Management is diligently continuing to work with its financial and professional advisors to seek qualified sources of outside capital as well as to evaluate opportunities to further reduce the size of the Bank’s balance sheet by selling assets. Management believes that its current strategy to raise additional capital and dispose of assets to deleverage will allow it to raise its capital ratios to the minimums set forth in the Consent Order with the OCC.  As part of the capital plans submitted to the OCC, the Corporation and the Bank are pursuing a number of strategic options, including a combination of capital raises and the sale of certain of the Bank’s assets to improve the Bank’s capital position.   In addition, since December 31, 2009, the size of the Corporation’s balance sheet has decreased, primarily due to a reduction of loans of approximately $95.9 million.  Such reduction resulted primarily from loan payoffs.  There can be no assurances as to when or whether the negotiation of a sale of any assets will be successful. See regulatory capital tables for specific details regarding the amounts of additional capital needed to satisfy the minimum capital requirements in the Consent Order.

 
83

 
 
19.           Liquidation Account, Dividend Restrictions and Regulatory Matters (continued)
 
The Corporation relies on dividends from the Bank as its primary source of liquidity.  The Corporation is a legal entity separate and distinct from the Bank.  Various legal limitations restrict the Bank from lending or otherwise supplying funds to the Company to meet its obligations, including paying dividends.   In addition, the terms of the Consent Order further limit the Bank's ability to pay dividends to the Corporation to satisfy its funding needs.
 
The effects of the current economic environment are being felt across many industries, with financial services and residential real estate being particularly hard hit.  The effects of the economic downturn have continued to severely impact the Bank throughout 2011.  The Bank, with a loan portfolio consisting of a concentration in commercial real estate loans including residential construction and development loans, has seen a decline in the value of the collateral securing its portfolio as well as rapid deterioration in its borrowers' cash flow and ability to repay their outstanding loans to the Bank.  The Bank’s level of nonperforming assets were $16.8 million as of December 31, 2011 compared to $18.8 million as of December 31, 2010, related primarily to deterioration in the credit quality of its loans collateralized by real estate. Accordingly, the Company has recorded provision for loan losses of $990,000 and $9.1 million, respectively, for the years ended December 31, 2011 and 2010, and, consequently incurred losses each year.
 
There can be no assurances that the Corporation will be successful in its efforts to raise additional capital.  An equity financing transaction of this type would result in substantial dilution to the Corporation’s current shareholders.   Although management is committed to developing strategies to eliminate the uncertainty surrounding each of these areas, the outcome of these developments cannot be predicted at this time.  Should these efforts be unsuccessful, due to the regulatory restrictions which exist that restrict cash payments between the Bank and the Company, the Company may be unable to realize its assets and discharge its liabilities in the normal course of business.

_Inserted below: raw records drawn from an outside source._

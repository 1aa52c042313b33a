use std::process::Command;

fn main() {
    let commit = Command::new("git")
        .args(["rev-list", "-1", "HEAD"])
        .output()
        .ok()
        .filter(|o| o.status.success())
        .map(|o| String::from_utf8_lossy(&o.stdout).trim().to_string())
        .unwrap_or_default();
    println!("cargo:rustc-env=GIT_COMMIT={commit}");

    let version = Command::new("git")
        .args(["describe", "--tags"])
        .output()
        .ok()
        .filter(|o| o.status.success())
        .map(|o| String::from_utf8_lossy(&o.stdout).trim().to_string())
        .unwrap_or_default();
    println!("cargo:rustc-env=RELEASE_VERSION={version}");
}
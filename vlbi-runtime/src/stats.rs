//! Transfer statistics counters (§5: "Statistics counters are atomic
//! integers").

use std::sync::atomic::{AtomicU64, Ordering};

use serde::{Deserialize, Serialize};

#[derive(Debug, Default)]
pub struct Stats {
    bytes_transferred: AtomicU64,
    frames_seen: AtomicU64,
    frames_rejected: AtomicU64,
}

/// Point-in-time copy of [`Stats`], cheap to pass across the command
/// dispatch boundary and to serialize for a status query reply.
#[derive(Debug, Clone, Copy, Default, PartialEq, Eq, Serialize, Deserialize)]
pub struct StatsSnapshot {
    pub bytes_transferred: u64,
    pub frames_seen: u64,
    pub frames_rejected: u64,
}

impl Stats {
    pub fn new() -> Self {
        Stats::default()
    }

    pub fn add_bytes(&self, n: u64) {
        self.bytes_transferred.fetch_add(n, Ordering::Relaxed);
    }

    pub fn add_frame_seen(&self) {
        self.frames_seen.fetch_add(1, Ordering::Relaxed);
    }

    pub fn add_frame_rejected(&self) {
        self.frames_rejected.fetch_add(1, Ordering::Relaxed);
    }

    pub fn reset(&self) {
        self.bytes_transferred.store(0, Ordering::Relaxed);
        self.frames_seen.store(0, Ordering::Relaxed);
        self.frames_rejected.store(0, Ordering::Relaxed);
    }

    pub fn snapshot(&self) -> StatsSnapshot {
        StatsSnapshot {
            bytes_transferred: self.bytes_transferred.load(Ordering::Relaxed),
            frames_seen: self.frames_seen.load(Ordering::Relaxed),
            frames_rejected: self.frames_rejected.load(Ordering::Relaxed),
        }
    }
}

#[cfg(test)]
mod tests {
    use super::*;

    #[test]
    fn counters_accumulate_and_reset() {
        let stats = Stats::new();
        stats.add_bytes(100);
        stats.add_frame_seen();
        stats.add_frame_seen();
        stats.add_frame_rejected();

        let snap = stats.snapshot();
        assert_eq!(snap.bytes_transferred, 100);
        assert_eq!(snap.frames_seen, 2);
        assert_eq!(snap.frames_rejected, 1);

        stats.reset();
        assert_eq!(stats.snapshot(), StatsSnapshot::default());
    }
}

20.           Recently Issued Accounting Standards
 
The following is a summary of recent authoritative pronouncements that may affect accounting, reporting, and disclosure of financial information by the Corporation:
 
In July 2010, the Receivables topic of the Accounting Standards Codification (“ASC”) was amended by Accounting Standards Update (“ASU”) 2010-20 to require expanded disclosures related to a company’s allowance for credit losses and the credit quality of its financing receivables. The amendments require the allowance disclosures to be provided on a disaggregated basis.  The Corporation is required to include these disclosures in its interim and annual financial statements. See Note 4.
 
Disclosures about Troubled Debt Restructurings (“TDRs”) required by ASU 2010-20 were deferred by the Financial Accounting Standards Board (“FASB”) in ASU 2011-01 issued in January 2011. In April 2011 the FASB issued ASU 2011-02 to assist creditors with their determination of when a restructuring is a TDR. The determination is based on whether the restructuring constitutes a concession and whether the debtor is experiencing financial difficulties as both events must be present. Disclosures related to TDRs under ASU 2010-20 have been presented in Note 4.
 
In December 2010, the Business Combinations topic of the ASC was amended to specify that if a public entity presents comparative financial statements, the entity should disclose revenue and earnings of the combined entity as though the business combination that occurred during the current year had occurred as of the beginning of the comparable prior annual reporting period only.  The amendment also requires that the supplemental pro forma disclosures include a description of the nature and amount of any material, nonrecurring pro forma adjustments directly attributable to the business combination included in the reported pro forma revenue and earnings.  This amendment is effective for the Corporation for business combinations for which the acquisition date is on or after January 1, 2011. The Corporation does not expect the amendment to have any impact on the financial statements.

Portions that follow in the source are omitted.